BLAST against NCBI nr sequences

Finally, ASGARD users may search all transcriptome sequences based on nucleotide or protein similarity to nr sequences using the embedded NCBI BLAST module. All ASGARD sequences have been formatted as nucleotide BLAST databases. The user interface mimics that of the NCBI BLAST interface, which is likely familiar to prospective ASGARD users. The transcriptome databases can be queried with a nucleotide sequence using BLASTn or tBLASTx or with a protein sequence using tBLASTn (Figure 7A). The output of these searches is formatted identically to BLAST results obtained through NCBI (Figure 7B). Based on the unique identifier of each sequence in ASGARD, BLAST results are parsed to create a link for each hit that directs the user to the read name results. The bit score of each hit links to the alignment of the query and subject sequences for a given BLAST hit.

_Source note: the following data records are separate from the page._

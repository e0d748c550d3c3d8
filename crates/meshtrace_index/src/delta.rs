//! Per-unit busy/opcode transition logs.
//!
//! The trace may report execution state densely, once per cycle per unit.
//! The tracker run-length compresses that into a sparse transition log, which
//! later supports O(log n) state reconstruction at any cycle.

use crate::event::ExecStateEvent;
use indexmap::IndexMap;
use meshtrace_core::{Cycle, Unit};
use serde::{Deserialize, Serialize};

/// Busy/opcode state of one unit at one instant.
#[derive(Debug, Clone, Default, PartialEq, Eq, Serialize, Deserialize)]
pub struct UnitState {
    /// Whether the execution pipeline is occupied.
    pub busy: bool,
    /// Executing opcode, absent when idle.
    pub opcode: Option<String>,
}

impl UnitState {
    /// The default state of every unit before its first transition.
    #[must_use]
    pub const fn idle() -> Self {
        Self {
            busy: false,
            opcode: None,
        }
    }

    /// Whether the unit counts as active (`NOP` does not).
    #[must_use]
    pub fn is_active(&self) -> bool {
        self.busy && self.opcode.as_deref() != Some("NOP")
    }
}

/// One recorded transition in a unit's delta log.
#[derive(Debug, Clone, PartialEq, Eq, Serialize, Deserialize)]
pub struct UnitTransition {
    /// Cycle the state changed.
    pub cycle: Cycle,
    /// New state from this cycle onward.
    pub state: UnitState,
}

/// Per-unit delta logs: strictly increasing cycle, no two consecutive entries
/// with the same state.
#[derive(Debug, Clone, Default, PartialEq, Eq, Serialize, Deserialize)]
pub struct UnitStateLog {
    log: IndexMap<Unit, Vec<UnitTransition>>,
}

impl UnitStateLog {
    /// Units with at least one recorded transition.
    pub fn units(&self) -> impl Iterator<Item = Unit> + '_ {
        self.log.keys().copied()
    }

    /// The transition log of one unit.
    #[must_use]
    pub fn transitions(&self, unit: Unit) -> &[UnitTransition] {
        self.log.get(&unit).map_or(&[], Vec::as_slice)
    }

    /// Total recorded transitions across all units.
    #[must_use]
    pub fn transition_count(&self) -> usize {
        self.log.values().map(Vec::len).sum()
    }

    /// State of `unit` at playhead position `at`: the latest transition with
    /// cycle <= `at`, idle if none.
    #[must_use]
    pub fn state_at(&self, unit: Unit, at: i64) -> UnitState {
        let transitions = self.transitions(unit);
        let pos = transitions.partition_point(|t| t.cycle.as_i64() <= at);
        pos.checked_sub(1)
            .map_or_else(UnitState::idle, |idx| transitions[idx].state.clone())
    }

    /// Reconstructed state of every tracked unit at playhead position `at`.
    ///
    /// Units absent here never left the idle default.
    #[must_use]
    pub fn snapshot_at(&self, at: i64) -> IndexMap<Unit, UnitState> {
        self.log
            .keys()
            .map(|unit| (*unit, self.state_at(*unit, at)))
            .collect()
    }
}

/// Builds a [`UnitStateLog`] during the initial scan.
#[derive(Debug, Default)]
pub struct StateDeltaTracker {
    last: IndexMap<Unit, UnitState>,
    log: UnitStateLog,
}

impl StateDeltaTracker {
    /// Create an empty tracker.
    #[must_use]
    pub fn new() -> Self {
        Self::default()
    }

    /// Observe one execution-state event; returns whether it was an actual
    /// transition and got recorded.
    pub fn observe(&mut self, event: &ExecStateEvent) -> bool {
        let state = UnitState {
            busy: event.busy,
            opcode: event.opcode.clone(),
        };
        if self.last.get(&event.unit) == Some(&state) {
            return false;
        }
        self.last.insert(event.unit, state.clone());
        self.log
            .log
            .entry(event.unit)
            .or_default()
            .push(UnitTransition {
                cycle: event.cycle,
                state,
            });
        true
    }

    /// Drop the transient last-known-state table and keep the log.
    #[must_use]
    pub fn finish(self) -> UnitStateLog {
        self.log
    }
}
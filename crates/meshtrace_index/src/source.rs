//! Backing sources for trace bytes.
//!
//! The indexer consumes a source once, forward-only; the range loader slices
//! arbitrary byte ranges afterwards. Both go through [`TraceSource`] so the
//! replay session works identically over files and in-memory traces.

use std::fs::File;
use std::io::{self, BufRead, BufReader, Cursor, Read, Seek, SeekFrom};
use std::path::{Path, PathBuf};

/// Random-access byte source for a trace log.
pub trait TraceSource: Send + Sync {
    /// Total length in bytes.
    fn len(&self) -> u64;

    /// Whether the source is empty.
    fn is_empty(&self) -> bool {
        self.len() == 0
    }

    /// Read the bytes `[start, end)`, clamped to the source length.
    ///
    /// # Errors
    ///
    /// Returns an error if the underlying read fails.
    fn read_range(&self, start: u64, end: u64) -> io::Result<Vec<u8>>;

    /// A fresh forward-only reader over the whole source.
    ///
    /// # Errors
    ///
    /// Returns an error if the source cannot be opened.
    fn reader(&self) -> io::Result<Box<dyn BufRead + Send>>;
}

/// A trace log on disk.
///
/// Holds only the path and the length captured at open time; every read opens
/// its own handle, so concurrent range loads share no state.
#[derive(Debug, Clone)]
pub struct FileSource {
    path: PathBuf,
    len: u64,
}

impl FileSource {
    /// Open a trace file.
    ///
    /// # Errors
    ///
    /// Returns an error if the file metadata cannot be read.
    pub fn open(path: impl AsRef<Path>) -> io::Result<Self> {
        let path = path.as_ref().to_path_buf();
        let len = std::fs::metadata(&path)?.len();
        Ok(Self { path, len })
    }

    /// The backing path.
    #[must_use]
    pub fn path(&self) -> &Path {
        &self.path
    }
}

impl TraceSource for FileSource {
    fn len(&self) -> u64 {
        self.len
    }

    fn read_range(&self, start: u64, end: u64) -> io::Result<Vec<u8>> {
        let start = start.min(self.len);
        let end = end.min(self.len);
        if start >= end {
            return Ok(Vec::new());
        }
        let mut file = File::open(&self.path)?;
        file.seek(SeekFrom::Start(start))?;
        let mut buffer = Vec::with_capacity((end - start) as usize);
        file.take(end - start).read_to_end(&mut buffer)?;
        Ok(buffer)
    }

    fn reader(&self) -> io::Result<Box<dyn BufRead + Send>> {
        Ok(Box::new(BufReader::new(File::open(&self.path)?)))
    }
}

/// An in-memory trace, for tests and embedding.
#[derive(Debug, Clone, Default)]
pub struct MemorySource {
    data: Vec<u8>,
}

impl MemorySource {
    /// Wrap trace bytes.
    #[must_use]
    pub fn new(data: impl Into<Vec<u8>>) -> Self {
        Self { data: data.into() }
    }
}

impl TraceSource for MemorySource {
    fn len(&self) -> u64 {
        self.data.len() as u64
    }

    fn read_range(&self, start: u64, end: u64) -> io::Result<Vec<u8>> {
        let start = (start.min(self.len())) as usize;
        let end = (end.min(self.len())) as usize;
        if start >= end {
            return Ok(Vec::new());
        }
        Ok(self.data[start..end].to_vec())
    }

    fn reader(&self) -> io::Result<Box<dyn BufRead + Send>> {
        Ok(Box::new(Cursor::new(self.data.clone())))
    }
}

ASGARD NCBI BLAST search. The BLAST page gives users access to the embedded NCBI BLAST function to query transcriptome sequences with a nucleotide or protein sequence of interest. (A) The input user interface allows users to compare the sequence of any gene of interest to the transcriptome sequences from one or all ASGARD organisms using BLAST. In this example, a user chooses the tBLASTn algorithm to search for G. bimaculatus sequences similar to the D. melanogaster JAK ortholog ‘hopscotch’ by using NCBI accession NP_511119 as a query. (B) The output of this search is transcriptome sequences formatted as for the NCBI BLAST algorithm (97). For each match, the unique identifier links to read name data and the bit score links to the BLAST alignment result. Read names in this output are assigned a prefix identifying the species from which the assembly product derives: GB = Gryllus bimaculatus, OF = Oncopeltus fasciatus, PH = Parhyale hawaiensis. This example shows results of the search for JAK-like G. bimaculatus sequences described in (A).
Figure 7

ASGARD NCBI BLAST search. The BLAST page gives users access to the embedded NCBI BLAST function to query transcriptome sequences with a nucleotide or protein sequence of interest. (A) The input user interface allows users to compare the sequence of any gene of interest to the transcriptome sequences from one or all ASGARD organisms using BLAST. In this example, a user chooses the tBLASTn algorithm to search for G. bimaculatus sequences similar to the D. melanogaster JAK ortholog ‘hopscotch’ by using NCBI accession NP_511119 as a query. (B) The output of this search is transcriptome sequences formatted as for the NCBI BLAST algorithm (97). For each match, the unique identifier links to read name data and the bit score links to the BLAST alignment result. Read names in this output are assigned a prefix identifying the species from which the assembly product derives: GB = Gryllus bimaculatus, OF = Oncopeltus fasciatus, PH = Parhyale hawaiensis. This example shows results of the search for JAK-like G. bimaculatus sequences described in (A).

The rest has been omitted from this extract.